use super::types::{MAIN_ACCOUNT, MAX_CANDLES, MAX_ORDERS};
use crate::core::config::AdapterOptions;
use crate::core::errors::ExchangeError;
use crate::core::precision::{amount_to_precision, cost_to_precision, format_decimal, price_to_precision};
use crate::core::safe;
use crate::core::types::{Market, OrderRequest, OrderSide, OrderType, Params, TransferRequest, WithdrawRequest};
use rust_decimal::Decimal;
use serde_json::{json, Value};

fn put(request: &mut Params, key: &str, value: impl Into<String>) {
    request.insert(key.to_string(), Value::String(value.into()));
}

/// `orders/create` body.
///
/// A trigger price turns LIMIT and MARKET into STOP_LIMIT and STOP_MARKET.
/// Market buys are sized in quote currency through `value`.
pub fn order_request(market: &Market, order: &OrderRequest, options: &AdapterOptions) -> Result<Params, ExchangeError> {
    let params = &order.params;
    let trigger = params.trigger_price.or(params.stop_loss_price);
    let mut request = params.extra.clone();
    put(&mut request, "symbol", market.id.as_str());
    put(&mut request, "side", order.side.as_str().to_uppercase());

    let order_type = match (order.order_type, trigger) {
        (OrderType::Limit, None) => "LIMIT",
        (OrderType::Market, None) => "MARKET",
        (OrderType::Limit, Some(_)) => "STOP_LIMIT",
        (OrderType::Market, Some(_)) => "STOP_MARKET",
    };
    if let Some(trigger) = trigger {
        let default_operator = match order.side {
            OrderSide::Buy => "LTE",
            OrderSide::Sell => "GTE",
        };
        if !request.contains_key("operator") {
            put(&mut request, "operator", default_operator);
        }
        put(&mut request, "stopPrice", price_to_precision(market, trigger));
    }

    match (order.order_type, order.side) {
        (OrderType::Limit, _) => {
            let price = order.price.ok_or_else(|| {
                ExchangeError::InvalidOrder(format!("novadax {} orders require a price", order_type))
            })?;
            put(&mut request, "price", price_to_precision(market, price));
            put(&mut request, "amount", amount_to_precision(market, order.amount)?);
        }
        (OrderType::Market, OrderSide::Sell) => {
            put(&mut request, "amount", amount_to_precision(market, order.amount)?);
        }
        (OrderType::Market, OrderSide::Buy) => {
            let cost = market_buy_cost(order, options)?;
            put(&mut request, "value", cost_to_precision(market, cost));
        }
    }
    put(&mut request, "type", order_type);
    Ok(request)
}

fn market_buy_cost(order: &OrderRequest, options: &AdapterOptions) -> Result<Decimal, ExchangeError> {
    if let Some(cost) = order.params.cost {
        return Ok(cost);
    }
    if !options.create_market_buy_order_requires_price {
        return Ok(order.amount);
    }
    let price = order.price.ok_or_else(|| {
        ExchangeError::InvalidOrder(
            "novadax market buy orders require a price or a cost to compute the total to spend; \
             disable create_market_buy_order_requires_price to pass the cost as the amount"
                .to_string(),
        )
    })?;
    order
        .amount
        .checked_mul(price)
        .ok_or_else(|| {
            ExchangeError::InvalidOrder(format!("novadax market buy cost overflows: {} * {}", order.amount, price))
        })
}

/// `market/kline/history` window in seconds. Without `since` the window
/// ends now (or at `until`).
pub fn ohlcv_request(
    market_id: &str,
    unit: &str,
    timeframe_secs: i64,
    since: Option<i64>,
    until: Option<i64>,
    limit: Option<usize>,
) -> Params {
    let span = timeframe_secs * limit.unwrap_or(MAX_CANDLES).min(MAX_CANDLES) as i64;
    let (from, to) = match since {
        Some(since) => {
            let from = since / 1000;
            let to = until.map_or(from + span, |until| (until / 1000).min(from + span));
            (from, to)
        }
        None => {
            let to = until.unwrap_or_else(safe::milliseconds) / 1000;
            (to - span, to)
        }
    };

    let mut request = Params::new();
    put(&mut request, "symbol", market_id);
    put(&mut request, "unit", unit);
    request.insert("from".to_string(), json!(from));
    request.insert("to".to_string(), json!(to));
    request
}

pub fn trades_request(market_id: &str, limit: Option<usize>) -> Params {
    let mut request = Params::new();
    put(&mut request, "symbol", market_id);
    if let Some(limit) = limit {
        request.insert("limit".to_string(), json!(limit));
    }
    request
}

/// `orders/list` and `orders/fills` filters. `from_id` continues after the
/// last entry of the previous page.
pub fn history_request(
    market_id: Option<&str>,
    status: Option<&str>,
    since: Option<i64>,
    limit: Option<usize>,
    from_id: Option<&str>,
) -> Params {
    let mut request = Params::new();
    if let Some(id) = market_id {
        put(&mut request, "symbol", id);
    }
    if let Some(status) = status {
        put(&mut request, "status", status);
    }
    if let Some(since) = since {
        request.insert("fromTimestamp".to_string(), json!(since));
    }
    if let Some(limit) = limit {
        request.insert("limit".to_string(), json!(limit.min(MAX_ORDERS)));
    }
    if let Some(from_id) = from_id {
        put(&mut request, "fromId", from_id);
    }
    request
}

/// `wallet/query/deposit-withdraw`. `kind` is `coin_in` or `coin_out`;
/// `start` is the id to continue from.
pub fn transactions_request(
    kind: &str,
    currency_id: Option<&str>,
    limit: Option<usize>,
    start: Option<&str>,
) -> Params {
    let mut request = Params::new();
    put(&mut request, "type", kind);
    if let Some(id) = currency_id {
        put(&mut request, "currency", id);
    }
    if let Some(limit) = limit {
        request.insert("size".to_string(), json!(limit));
    }
    if let Some(start) = start {
        put(&mut request, "start", start);
    }
    request
}

pub fn withdraw_request(currency_id: &str, withdraw: &WithdrawRequest) -> Params {
    let mut request = withdraw.params.clone();
    put(&mut request, "code", currency_id);
    put(&mut request, "amount", format_decimal(withdraw.amount));
    put(&mut request, "wallet", withdraw.address.as_str());
    if let Some(tag) = &withdraw.tag {
        put(&mut request, "tag", tag.as_str());
    }
    if let Some(chain) = &withdraw.network {
        if !request.contains_key("chainAlias") {
            put(&mut request, "chainAlias", chain.as_str());
        }
    }
    request
}

/// Transfers run between the master account and one sub account only.
pub fn transfer_request(currency_id: &str, transfer: &TransferRequest) -> Result<Params, ExchangeError> {
    let (transfer_type, sub_id) = match (transfer.from_account.as_str(), transfer.to_account.as_str()) {
        (MAIN_ACCOUNT, MAIN_ACCOUNT) => {
            return Err(ExchangeError::BadRequest(
                "novadax transfer() needs a sub account on one side".to_string(),
            ))
        }
        (MAIN_ACCOUNT, sub) => ("master-transfer-in", sub),
        (sub, MAIN_ACCOUNT) => ("master-transfer-out", sub),
        _ => {
            return Err(ExchangeError::BadRequest(
                "novadax transfer() supports transfers between main account and subaccounts only".to_string(),
            ))
        }
    };

    let mut request = transfer.params.clone();
    put(&mut request, "transferAmount", format_decimal(transfer.amount));
    put(&mut request, "currency", currency_id);
    put(&mut request, "subId", sub_id);
    put(&mut request, "transferType", transfer_type);
    Ok(request)
}

#[cfg(test)]
mod tests {
    use super::*;
    use crate::core::types::Asset;
    use crate::exchanges::novadax::types::novadax_descriptor;
    use rust_decimal_macros::dec;

    fn market() -> Market {
        let mut market = Market::spot("BTC_BRL", Asset::new("BTC", "BTC"), Asset::new("BRL", "BRL"));
        market.precision.amount = Some(dec!(0.0001));
        market.precision.price = Some(dec!(0.01));
        market
    }

    fn options() -> AdapterOptions {
        novadax_descriptor().options
    }

    fn get<'a>(request: &'a Params, key: &str) -> Option<&'a str> {
        request.get(key).and_then(Value::as_str)
    }

    #[test]
    fn limit_order_is_uppercased_and_rounded() {
        let order = OrderRequest::limit("BTC/BRL", OrderSide::Buy, dec!(0.123456), dec!(34000.129));
        let request = order_request(&market(), &order, &options()).unwrap();
        assert_eq!(get(&request, "type"), Some("LIMIT"));
        assert_eq!(get(&request, "side"), Some("BUY"));
        assert_eq!(get(&request, "amount"), Some("0.1234"));
        assert_eq!(get(&request, "price"), Some("34000.13"));
        assert!(request.get("operator").is_none());
    }

    #[test]
    fn trigger_price_makes_stop_orders() {
        let buy = OrderRequest::limit("BTC/BRL", OrderSide::Buy, dec!(1), dec!(30000)).with_trigger(dec!(31000));
        let request = order_request(&market(), &buy, &options()).unwrap();
        assert_eq!(get(&request, "type"), Some("STOP_LIMIT"));
        assert_eq!(get(&request, "operator"), Some("LTE"));
        assert_eq!(get(&request, "stopPrice"), Some("31000"));

        let sell = OrderRequest::market("BTC/BRL", OrderSide::Sell, dec!(1)).with_trigger(dec!(29000));
        let request = order_request(&market(), &sell, &options()).unwrap();
        assert_eq!(get(&request, "type"), Some("STOP_MARKET"));
        assert_eq!(get(&request, "operator"), Some("GTE"));
        assert_eq!(get(&request, "amount"), Some("1"));
    }

    #[test]
    fn explicit_operator_is_kept() {
        let mut order = OrderRequest::limit("BTC/BRL", OrderSide::Buy, dec!(1), dec!(30000)).with_trigger(dec!(31000));
        order.params.extra.insert("operator".to_string(), json!("GTE"));
        let request = order_request(&market(), &order, &options()).unwrap();
        assert_eq!(get(&request, "operator"), Some("GTE"));
    }

    #[test]
    fn market_buy_sends_value() {
        let mut order = OrderRequest::market("BTC/BRL", OrderSide::Buy, dec!(0.5));
        assert!(matches!(
            order_request(&market(), &order, &options()),
            Err(ExchangeError::InvalidOrder(_))
        ));

        order.price = Some(dec!(30000));
        let request = order_request(&market(), &order, &options()).unwrap();
        assert_eq!(get(&request, "value"), Some("15000"));
        assert!(request.get("amount").is_none());

        let with_cost = OrderRequest::market("BTC/BRL", OrderSide::Buy, dec!(0.5)).with_cost(dec!(100.555));
        let request = order_request(&market(), &with_cost, &options()).unwrap();
        assert_eq!(get(&request, "value"), Some("100.55"));

        let mut relaxed = options();
        relaxed.create_market_buy_order_requires_price = false;
        let request = order_request(&market(), &OrderRequest::market("BTC/BRL", OrderSide::Buy, dec!(50)), &relaxed).unwrap();
        assert_eq!(get(&request, "value"), Some("50"));
    }

    #[test]
    fn limit_without_price_is_rejected() {
        let mut order = OrderRequest::limit("BTC/BRL", OrderSide::Sell, dec!(1), dec!(1));
        order.price = None;
        assert!(matches!(
            order_request(&market(), &order, &options()),
            Err(ExchangeError::InvalidOrder(_))
        ));
    }

    #[test]
    fn ohlcv_window_from_since() {
        let request = ohlcv_request("BTC_BRL", "ONE_MIN", 60, Some(1_600_000_000_000), None, Some(10));
        assert_eq!(request["from"], json!(1_600_000_000_i64));
        assert_eq!(request["to"], json!(1_600_000_600_i64));
        assert_eq!(get(&request, "unit"), Some("ONE_MIN"));
    }

    #[test]
    fn ohlcv_window_ending_at_until() {
        let request = ohlcv_request("BTC_BRL", "ONE_HOU", 3600, None, Some(1_600_000_000_000), Some(2));
        assert_eq!(request["to"], json!(1_600_000_000_i64));
        assert_eq!(request["from"], json!(1_600_000_000_i64 - 7200));
    }

    #[test]
    fn history_caps_limit() {
        let request = history_request(Some("BTC_BRL"), Some("FILLED"), Some(5), Some(500), Some("123"));
        assert_eq!(request["limit"], json!(100));
        assert_eq!(request["fromTimestamp"], json!(5));
        assert_eq!(get(&request, "fromId"), Some("123"));
    }

    fn transfer(from: &str, to: &str) -> TransferRequest {
        TransferRequest {
            code: "BTC".to_string(),
            amount: dec!(0.25),
            from_account: from.to_string(),
            to_account: to.to_string(),
            params: Params::new(),
        }
    }

    #[test]
    fn transfer_direction() {
        let request = transfer_request("BTC", &transfer("main", "sub-1")).unwrap();
        assert_eq!(get(&request, "transferType"), Some("master-transfer-in"));
        assert_eq!(get(&request, "subId"), Some("sub-1"));
        assert_eq!(get(&request, "transferAmount"), Some("0.25"));

        let request = transfer_request("BTC", &transfer("sub-2", "main")).unwrap();
        assert_eq!(get(&request, "transferType"), Some("master-transfer-out"));
        assert_eq!(get(&request, "subId"), Some("sub-2"));
    }

    #[test]
    fn transfer_between_subs_is_rejected() {
        assert!(matches!(
            transfer_request("BTC", &transfer("sub-1", "sub-2")),
            Err(ExchangeError::BadRequest(_))
        ));
        assert!(matches!(
            transfer_request("BTC", &transfer("main", "main")),
            Err(ExchangeError::BadRequest(_))
        ));
    }

    #[test]
    fn withdraw_with_tag() {
        let request = withdraw_request(
            "XLM",
            &WithdrawRequest {
                code: "XLM".to_string(),
                amount: dec!(10),
                address: "GBXX".to_string(),
                tag: Some("1234".to_string()),
                network: None,
                params: Params::new(),
            },
        );
        assert_eq!(get(&request, "code"), Some("XLM"));
        assert_eq!(get(&request, "wallet"), Some("GBXX"));
        assert_eq!(get(&request, "tag"), Some("1234"));
        assert!(request.get("chainAlias").is_none());
    }
}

- - - - - - -

In the records above, find the lines holding "master". Copy each one.

| Written answer |
/// Transfers run between the master account and one sub account only.
        (MAIN_ACCOUNT, sub) => ("master-transfer-in", sub),
        (sub, MAIN_ACCOUNT) => ("master-transfer-out", sub),
        assert_eq!(get(&request, "transferType"), Some("master-transfer-in"));
        assert_eq!(get(&request, "transferType"), Some("master-transfer-out"));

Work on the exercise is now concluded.